Schurter trounced a 96-rider field under sunny skies Friday, leaving the hard-chasing French duo of Stéphane Tempier and Maxime Marotte fighting for leftovers after powering away in the first of five laps and never letting go of the lead.

“I was worried before coming to the race because I was taking antibiotics for a sore throat and ears, but after Wednesday’s team relay I knew I was at full strength,” said Schurter, who finished five laps on the 6km course in 1 hour, 34 minutes, 24 seconds.

“I had a perfect race, with no crashes and no hint of problems,” said Schurter, who came through 2:05 faster than Tempier. “When I got the gap on the opening lap, it was comfortable for the remainder of the race. I just rode my own pace.”

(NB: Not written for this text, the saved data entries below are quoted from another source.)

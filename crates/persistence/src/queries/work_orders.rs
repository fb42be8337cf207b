// Copyright (C) 2026 Fred Clausen
// Use of this source code is governed by an MIT-style
// license that can be found in the LICENSE file or at
// https://opensource.org/licenses/MIT.

//! Work order queries.
//!
//! Comments live in their own table and are reattached in row id order,
//! which is the order they were appended in.

use std::collections::HashMap;

use diesel::SqliteConnection;
use diesel::prelude::*;
use facilitydesk_domain::{WorkOrder, WorkOrderComment};
use tracing::debug;

use crate::data_models::{
    WorkOrderFilter, decode_enum, decode_optional_timestamp, decode_record_id, decode_timestamp,
    decode_zip_code,
};
use crate::diesel_schema::{work_order_comments, work_orders};
use crate::error::PersistenceError;

/// Diesel Queryable struct for work order rows.
#[derive(Queryable, Selectable)]
#[diesel(table_name = work_orders)]
struct WorkOrderRow {
    work_order_id: i64,
    job_request_id: i64,
    company_name: String,
    assigned_contractor_id: Option<i64>,
    priority: String,
    description: String,
    address: String,
    city: String,
    state: String,
    zip_code: i64,
    latitude: Option<f64>,
    longitude: Option<f64>,
    status: String,
    start_date: Option<String>,
    estimated_end_date: Option<String>,
    created_at: String,
}

impl WorkOrderRow {
    fn into_work_order(
        self,
        comments: Vec<WorkOrderComment>,
    ) -> Result<WorkOrder, PersistenceError> {
        Ok(WorkOrder {
            work_order_id: Some(decode_record_id(self.work_order_id)?),
            job_request_id: decode_record_id(self.job_request_id)?,
            company_name: self.company_name,
            assigned_contractor_id: self
                .assigned_contractor_id
                .map(decode_record_id)
                .transpose()?,
            priority: decode_enum(&self.priority)?,
            description: self.description,
            address: self.address,
            city: self.city,
            state: self.state,
            zip_code: decode_zip_code(self.zip_code)?,
            latitude: self.latitude,
            longitude: self.longitude,
            status: decode_enum(&self.status)?,
            start_date: decode_optional_timestamp(self.start_date.as_deref())?,
            estimated_end_date: decode_optional_timestamp(self.estimated_end_date.as_deref())?,
            comments,
            created_at: decode_timestamp(&self.created_at)?,
        })
    }
}

/// Diesel Queryable struct for comment rows.
#[derive(Queryable, Selectable)]
#[diesel(table_name = work_order_comments)]
struct CommentRow {
    work_order_id: i64,
    comment_id: Option<String>,
    author_name: Option<String>,
    comment: String,
}

impl From<CommentRow> for WorkOrderComment {
    fn from(row: CommentRow) -> Self {
        Self {
            comment_id: row.comment_id,
            author_name: row.author_name,
            text: row.comment,
        }
    }
}

/// Loads the comments for a set of work orders, grouped by work order.
fn load_comments(
    conn: &mut SqliteConnection,
    work_order_ids: &[i64],
) -> Result<HashMap<i64, Vec<WorkOrderComment>>, PersistenceError> {
    let rows: Vec<CommentRow> = work_order_comments::table
        .filter(work_order_comments::work_order_id.eq_any(work_order_ids))
        .order(work_order_comments::work_order_comment_id.asc())
        .select(CommentRow::as_select())
        .load(conn)?;

    let mut grouped: HashMap<i64, Vec<WorkOrderComment>> = HashMap::new();
    for row in rows {
        grouped
            .entry(row.work_order_id)
            .or_default()
            .push(WorkOrderComment::from(row));
    }
    Ok(grouped)
}

/// Returns whether a work order with this ID exists.
///
/// # Errors
///
/// Returns an error if the database query fails.
pub fn work_order_exists(
    conn: &mut SqliteConnection,
    work_order_id: i64,
) -> Result<bool, PersistenceError> {
    let count: i64 = work_orders::table
        .filter(work_orders::work_order_id.eq(work_order_id))
        .count()
        .get_result(conn)?;
    Ok(count > 0)
}

/// Retrieves a work order and its comments by ID.
///
/// # Errors
///
/// Returns an error if the database query fails.
/// Returns `Ok(None)` if the work order is not found.
pub fn get_work_order(
    conn: &mut SqliteConnection,
    work_order_id: i64,
) -> Result<Option<WorkOrder>, PersistenceError> {
    debug!(work_order_id, "Looking up work order");

    let result: Result<WorkOrderRow, diesel::result::Error> = work_orders::table
        .filter(work_orders::work_order_id.eq(work_order_id))
        .select(WorkOrderRow::as_select())
        .first(conn);

    let row: WorkOrderRow = match result {
        Ok(row) => row,
        Err(diesel::result::Error::NotFound) => return Ok(None),
        Err(e) => return Err(PersistenceError::from(e)),
    };

    let mut comments = load_comments(conn, &[work_order_id])?;
    let own: Vec<WorkOrderComment> = comments.remove(&work_order_id).unwrap_or_default();
    row.into_work_order(own).map(Some)
}

/// Lists work orders matching every set filter, oldest first.
///
/// # Errors
///
/// Returns an error if the database query fails.
pub fn list_work_orders(
    conn: &mut SqliteConnection,
    filter: &WorkOrderFilter,
) -> Result<Vec<WorkOrder>, PersistenceError> {
    let mut query = work_orders::table
        .order(work_orders::work_order_id.asc())
        .select(WorkOrderRow::as_select())
        .into_boxed();

    if let Some(status) = filter.status {
        query = query.filter(work_orders::status.eq(status.as_str()));
    }
    if let Some(contractor_id) = filter.contractor_id {
        query = query.filter(work_orders::assigned_contractor_id.eq(contractor_id.value()));
    }
    if let Some(job_request_id) = filter.job_request_id {
        query = query.filter(work_orders::job_request_id.eq(job_request_id.value()));
    }
    if let Some(priority) = filter.priority {
        query = query.filter(work_orders::priority.eq(priority.as_str()));
    }

    let rows: Vec<WorkOrderRow> = query.load(conn)?;
    let ids: Vec<i64> = rows.iter().map(|row| row.work_order_id).collect();
    let mut comments = load_comments(conn, &ids)?;
    debug!(count = rows.len(), "Loaded work orders");

    rows.into_iter()
        .map(|row| {
            let own: Vec<WorkOrderComment> =
                comments.remove(&row.work_order_id).unwrap_or_default();
            row.into_work_order(own)
        })
        .collect()
}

Schurter’s pace was unmatchable and many were quick to call him the natural heir to Thomas Frischknecht and Christoph Sauser in the Swiss mountain-biking hierarchy. During the Swiss national race series, it’s a bigger story when Schurter loses than when he wins among the junior ranks.

“He reminds me a lot of Frischy,” said Swiss Power Team coach Andi Seeli. “He’s a huge talent and a born winner. He likes to have fun but he can overcome obstacles when they’re put in his way. He’s got a great future.”

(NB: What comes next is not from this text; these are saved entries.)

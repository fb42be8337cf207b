// Copyright (C) 2026 Fred Clausen
// Use of this source code is governed by an MIT-style
// license that can be found in the LICENSE file or at
// https://opensource.org/licenses/MIT.

use facilitydesk_persistence::Persistence;
use time::macros::date;

use crate::handlers::work_orders::{create_work_order, update_work_order};
use crate::reporting::{UNASSIGNED, admin_dashboard, week_schedule, work_order_statistics};
use crate::{
    AdminDashboard, ApiError, AuthenticatedPrincipal, CreateWorkOrderRequest, JobRequestInfo,
    UpdateWorkOrderRequest, WeekSchedule, WorkOrderInfo, WorkOrderStatistics,
};

use super::helpers::{
    seed_company, seed_contractor, seed_job_request, setup_test_persistence, work_order_request,
};

fn scheduled_work_order(
    persistence: &mut Persistence,
    job_request: &JobRequestInfo,
    start: &str,
    end: Option<&str>,
    status: &str,
) -> WorkOrderInfo {
    let request: CreateWorkOrderRequest = CreateWorkOrderRequest {
        start_date: Some(String::from(start)),
        estimated_end_date: end.map(String::from),
        status: Some(String::from(status)),
        ..work_order_request(&job_request.id)
    };
    create_work_order(persistence, &request).unwrap()
}

#[test]
fn test_statistics_with_no_work_orders() {
    let mut persistence = setup_test_persistence();

    let stats: WorkOrderStatistics = work_order_statistics(&mut persistence).unwrap();

    assert_eq!(stats, WorkOrderStatistics::default());
}

#[test]
fn test_statistics_counts_and_percentages() {
    let mut persistence = setup_test_persistence();
    seed_company(&mut persistence, "Acme");
    let job_request: JobRequestInfo = seed_job_request(&mut persistence, "Acme");
    scheduled_work_order(&mut persistence, &job_request, "2026-01-12", None, "completed");
    scheduled_work_order(&mut persistence, &job_request, "2026-01-12", None, "in progress");
    scheduled_work_order(&mut persistence, &job_request, "2026-01-12", None, "not started");

    let stats: WorkOrderStatistics = work_order_statistics(&mut persistence).unwrap();

    assert_eq!(stats.total, 3);
    assert_eq!(stats.completed, 1);
    assert_eq!(stats.in_progress, 1);
    assert_eq!(stats.not_started, 1);
    assert_eq!(stats.completed_percentage, 33);
}

#[test]
fn test_week_schedule_spans_date_ranges() {
    let mut persistence = setup_test_persistence();
    seed_company(&mut persistence, "Acme");
    let job_request: JobRequestInfo = seed_job_request(&mut persistence, "Acme");
    let ranged: WorkOrderInfo = scheduled_work_order(
        &mut persistence,
        &job_request,
        "2026-01-13",
        Some("2026-01-15"),
        "open",
    );
    let single: WorkOrderInfo =
        scheduled_work_order(&mut persistence, &job_request, "2026-01-18", None, "open");
    let sam: AuthenticatedPrincipal = seed_contractor(&mut persistence, "Sam", "Smith");
    update_work_order(
        &mut persistence,
        &ranged.id,
        &UpdateWorkOrderRequest {
            assigned_contractor_id: Some(Some(sam.user_id.to_string())),
            ..UpdateWorkOrderRequest::default()
        },
    )
    .unwrap();

    let week: WeekSchedule = week_schedule(&mut persistence, date!(2026 - 01 - 14), 0).unwrap();

    assert_eq!(week.week_start, "2026-01-12");
    assert_eq!(week.week_end, "2026-01-18");
    let weekdays: Vec<&str> = week.days.iter().map(|d| d.weekday.as_str()).collect();
    assert_eq!(weekdays, vec!["Mon", "Tue", "Wed", "Thu", "Fri", "Sat", "Sun"]);
    let counts: Vec<usize> = week.days.iter().map(|d| d.work_orders.len()).collect();
    assert_eq!(counts, vec![0, 1, 1, 1, 0, 0, 1]);
    assert!(week.days[2].is_today);
    assert_eq!(week.days[1].work_orders[0].contractor_name, "Sam Smith");
    assert_eq!(week.days[6].work_orders[0].work_order_id, single.id);
    assert_eq!(week.days[6].work_orders[0].contractor_name, UNASSIGNED);
}

#[test]
fn test_week_schedule_offset() {
    let mut persistence = setup_test_persistence();

    let next: WeekSchedule = week_schedule(&mut persistence, date!(2026 - 01 - 18), 1).unwrap();
    let previous: WeekSchedule =
        week_schedule(&mut persistence, date!(2026 - 01 - 12), -1).unwrap();

    assert_eq!(next.week_start, "2026-01-19");
    assert!(next.days.iter().all(|d| !d.is_today));
    assert_eq!(previous.week_start, "2026-01-05");
    assert_eq!(previous.week_end, "2026-01-11");
}

#[test]
fn test_admin_dashboard() {
    let mut persistence = setup_test_persistence();
    seed_company(&mut persistence, "Acme");
    let job_request: JobRequestInfo = seed_job_request(&mut persistence, "Acme");
    seed_job_request(&mut persistence, "Acme");
    scheduled_work_order(&mut persistence, &job_request, "2026-01-12", None, "completed");

    let dashboard: AdminDashboard = admin_dashboard(&mut persistence).unwrap();

    assert_eq!(dashboard.statistics.total, 1);
    assert_eq!(dashboard.statistics.completed_percentage, 100);
    assert_eq!(dashboard.work_orders.len(), 1);
    assert_eq!(dashboard.work_orders[0].contractor_name, UNASSIGNED);
    assert_eq!(dashboard.pending_job_requests.len(), 2);
}

#[test]
fn test_week_schedule_rejects_out_of_range_offset() {
    let mut persistence = setup_test_persistence();

    for offset in [1_000_000_000_000_000, i64::MAX, i64::MIN, 1_000_000] {
        let result: Result<WeekSchedule, ApiError> =
            week_schedule(&mut persistence, date!(2026 - 10 - 16), offset);

        assert!(matches!(
            result,
            Err(ApiError::InvalidInput { ref field, .. }) if field == "weekOffset"
        ));
    }
}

For Schurter, the future was now – and he opened up a 10-second gap after the first lap on Russian rider Denis Vorontsov. Vorontsov stayed within a minute in laps two and three, but eventually faded to fifth under pressure from Tempier and Marotte. The French riders worked together to move up from around 10th in the first lap to slip past the Russian in the middle of the fourth lap. German rider Andi Weinhold also passed the Russian to take fourth.

Tempier opened up a small 10-second gap on his compatriot on the fourth lap and secured the silver medal on the final lap to finish 43 seconds faster than Marotte. The podium pushed host country France to three medals in individual events and gave the Frenchies something to cheer about.

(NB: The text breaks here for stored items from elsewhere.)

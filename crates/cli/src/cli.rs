// Copyright (C) 2026 Fred Clausen
// Use of this source code is governed by an MIT-style
// license that can be found in the LICENSE file or at
// https://opensource.org/licenses/MIT.

//! Command-line arguments.

use std::path::PathBuf;

use clap::{ArgAction, Args as ClapArgs, Parser, Subcommand};
use clap_verbosity_flag::{InfoLevel, Verbosity};
use time::Date;
use time::macros::format_description;
use tracing::level_filters::LevelFilter;
use tracing_log::AsTrace;

/// facilitydesk - job requests, work orders, and invoices for a facilities
/// maintenance business
#[derive(Debug, Parser)]
#[command(name = "facilitydesk", author, version, about, long_about = None)]
pub struct Args {
    /// Path to the `SQLite` database file. If not provided, uses an in-memory database.
    #[arg(short, long, global = true)]
    pub database: Option<PathBuf>,

    #[command(flatten)]
    pub credentials: Credentials,

    #[command(flatten)]
    pub verbosity: Verbosity<InfoLevel>,

    #[command(subcommand)]
    pub command: Command,
}

impl Args {
    #[must_use]
    pub fn log_level(&self) -> LevelFilter {
        self.verbosity.log_level_filter().as_trace()
    }
}

/// Login for commands that act on behalf of a user.
#[derive(Debug, Clone, Default, ClapArgs)]
pub struct Credentials {
    /// Login email
    #[arg(long, global = true)]
    pub email: Option<String>,

    /// Login password
    #[arg(long, global = true)]
    pub password: Option<String>,
}

#[derive(Debug, Subcommand)]
pub enum Command {
    /// Manage client companies
    #[command(subcommand)]
    Companies(CompanyCommand),

    /// Manage users and logins
    #[command(subcommand)]
    Users(UserCommand),

    /// Submit and triage job requests
    #[command(subcommand, visible_alias = "jr")]
    JobRequests(JobRequestCommand),

    /// Manage work orders
    #[command(subcommand, visible_alias = "wo")]
    WorkOrders(WorkOrderCommand),

    /// Manage the charge catalog
    #[command(subcommand)]
    Charges(ChargeCommand),

    /// Manage invoices
    #[command(subcommand)]
    Invoices(InvoiceCommand),

    /// Show work order counts by progress
    Stats,

    /// Show the Monday to Sunday work order schedule
    Schedule {
        /// Weeks relative to the current week
        #[arg(long = "week", default_value_t = 0, allow_negative_numbers = true)]
        week_offset: i64,

        /// Day treated as today, `YYYY-MM-DD`. Defaults to the current UTC date.
        #[arg(long, value_parser = parse_date)]
        today: Option<Date>,
    },

    /// Show statistics, all work orders, and pending job requests
    Dashboard,
}

#[derive(Debug, Subcommand)]
pub enum CompanyCommand {
    /// Create a company from a JSON payload file
    Create { payload: PathBuf },
    /// List every company
    List,
    /// Show one company by id or, with --by-name, by name
    Show {
        key: String,
        #[arg(long)]
        by_name: bool,
    },
    /// Activate or deactivate a company
    SetActive {
        id: String,
        #[arg(action = ArgAction::Set)]
        active: bool,
    },
}

#[derive(Debug, Subcommand)]
pub enum UserCommand {
    /// Create a user from a JSON payload file
    Create { payload: PathBuf },
    /// List users
    List {
        #[arg(long)]
        role: Option<String>,
    },
    /// Show one user
    Show { id: String },
    /// Register a contractor with a login
    Signup { payload: PathBuf },
    /// Attach a login to an existing user
    Credentials { payload: PathBuf },
    /// Check a login and show who it belongs to
    Whoami,
}

#[derive(Debug, Clone, Default, ClapArgs)]
pub struct JobRequestFilterArgs {
    #[arg(long)]
    pub status: Option<String>,
    #[arg(long)]
    pub company: Option<String>,
    #[arg(long)]
    pub priority: Option<String>,
    #[arg(long)]
    pub category: Option<String>,
}

#[derive(Debug, Subcommand)]
pub enum JobRequestCommand {
    /// Submit a job request from a JSON payload file
    Submit { payload: PathBuf },
    /// List job requests
    List {
        #[command(flatten)]
        filter: JobRequestFilterArgs,
    },
    /// Show one job request
    Show { id: String },
    /// Apply a partial update from a JSON payload file
    Update { id: String, payload: PathBuf },
    /// Approve a job request and open a work order (admin)
    Approve { id: String },
    /// Reject a job request (admin)
    Reject { id: String },
    /// Remove a job request
    Remove { id: String },
}

#[derive(Debug, Clone, Default, ClapArgs)]
pub struct WorkOrderFilterArgs {
    #[arg(long)]
    pub status: Option<String>,
    #[arg(long)]
    pub contractor: Option<String>,
    #[arg(long)]
    pub job_request: Option<String>,
    #[arg(long)]
    pub priority: Option<String>,
}

#[derive(Debug, Subcommand)]
pub enum WorkOrderCommand {
    /// Create a work order from a JSON payload file
    Create { payload: PathBuf },
    /// List work orders. With a login, contractors see only their own.
    List {
        #[command(flatten)]
        filter: WorkOrderFilterArgs,
    },
    /// Show one work order. With a login, contractors see only their own.
    Show { id: String },
    /// Apply a partial update from a JSON payload file
    Update { id: String, payload: PathBuf },
    /// Append a comment as the logged-in user
    Comment {
        id: String,
        #[arg(long)]
        text: String,
    },
    /// Remove a work order
    Remove { id: String },
}

#[derive(Debug, Subcommand)]
pub enum ChargeCommand {
    /// Add a charge from a JSON payload file (admin)
    Create { payload: PathBuf },
    /// List charges
    List {
        #[arg(long)]
        category: Option<String>,
    },
    /// Show one charge
    Show { id: String },
    /// Apply a partial update from a JSON payload file (admin)
    Update { id: String, payload: PathBuf },
    /// Remove a charge (admin)
    Remove { id: String },
}

#[derive(Debug, Clone, Default, ClapArgs)]
pub struct InvoiceFilterArgs {
    #[arg(long)]
    pub status: Option<String>,
    #[arg(long)]
    pub company: Option<String>,
    #[arg(long)]
    pub work_order: Option<String>,
}

#[derive(Debug, Subcommand)]
pub enum InvoiceCommand {
    /// Create an invoice from a JSON payload file (admin)
    Create { payload: PathBuf },
    /// List invoices
    List {
        #[command(flatten)]
        filter: InvoiceFilterArgs,
    },
    /// Show one invoice
    Show { id: String },
    /// Apply a partial update from a JSON payload file (admin)
    Update { id: String, payload: PathBuf },
    /// Remove an invoice (admin)
    Remove { id: String },
}

fn parse_date(value: &str) -> Result<Date, String> {
    Date::parse(value, format_description!("[year]-[month]-[day]"))
        .map_err(|e| format!("expected YYYY-MM-DD: {e}"))
}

Things started off badly for the Americans, however. Top starter Sam Jurekovic got caught behind a pile-up in the first hard corner coming out of the start area and never found his rhythm, finishing two laps down.

Alex Hodge was the top American at 47th followed by Garrett Gibson at 68th, the only two Americans classified in the race. Noah Singer, Mitchell Peterson, Luke Pennington and Jurekovic were lapped.

“I got caught up in the crash and I had to clip out. It was just so fast in the start, faster than even the NORBA’s,” said Hodge, who finished at 15:28 slower. “I rode a smart race, I didn’t crash and didn’t have any problems. Some of the guys can climb, but they can’t descend. I was getting caught up behind guys everywhere. I was the top American, so that’s important. I can’t walk away bitter because this is a learning experience.”

The top North American was Canadian rider Raphael Gagne, who finished seventh at 5:33 back. The French-speaking Canadian was in a chase group battling for the top five early on, but slipped back as the French tandem of Tempier and Marotte gave chase.

“I was hoping for a top 15; that would be good. With a top 10, very, very good, so seventh is awesome,” Gagne said. “I had a good race, no crashes or problems. I was feeling good on the climbs. It’s been a great week with the win the team relay, so I’m really happy now.”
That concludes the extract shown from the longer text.